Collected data
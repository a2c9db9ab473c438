//! # Tably Node
//!
//! Server side of the Tably transfer protocol. A node holds one
//! repository of versioned tables and lets clients fetch from it and push
//! to it over smart HTTP.
//!
//! ```text
//!   GET  /info/refs/     ref advertisement
//!   POST /upload-pack/   want/have negotiation, then packfile chunks
//!   POST /receive-pack/  ref updates and packfile data, then status report
//!   GET  /health         liveness
//!   GET  /metrics        Prometheus text
//! ```
//!
//! ## Modules
//!
//! - [`api`] - Router, handlers and cookie threading
//! - [`sessions`] - Registry of in-flight upload-pack/receive-pack sessions
//! - [`config`] - Node configuration
//! - [`observability`] - Structured logging, metrics, and request tracing
//!
//! ## Example
//!
//! ```rust,no_run
//! use std::sync::Arc;
//! use tably_node::api::{create_router, AppState};
//! use tably_node::config::NodeConfig;
//! use tably_storage::{MemoryRefStore, MemoryStore};
//!
//! let config = NodeConfig::default();
//! let state = AppState::new(
//!     Arc::new(MemoryStore::new()),
//!     Arc::new(MemoryRefStore::new()),
//!     &config.transfer,
//!     config.reflog.actor(),
//! );
//! let app = create_router(state);
//! ```

pub mod api;
pub mod config;
pub mod observability;
pub mod sessions;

* Exercise prompt: The number of lines above where the word "then" occurs, and only that number, is the answer.

* Exercise result: 2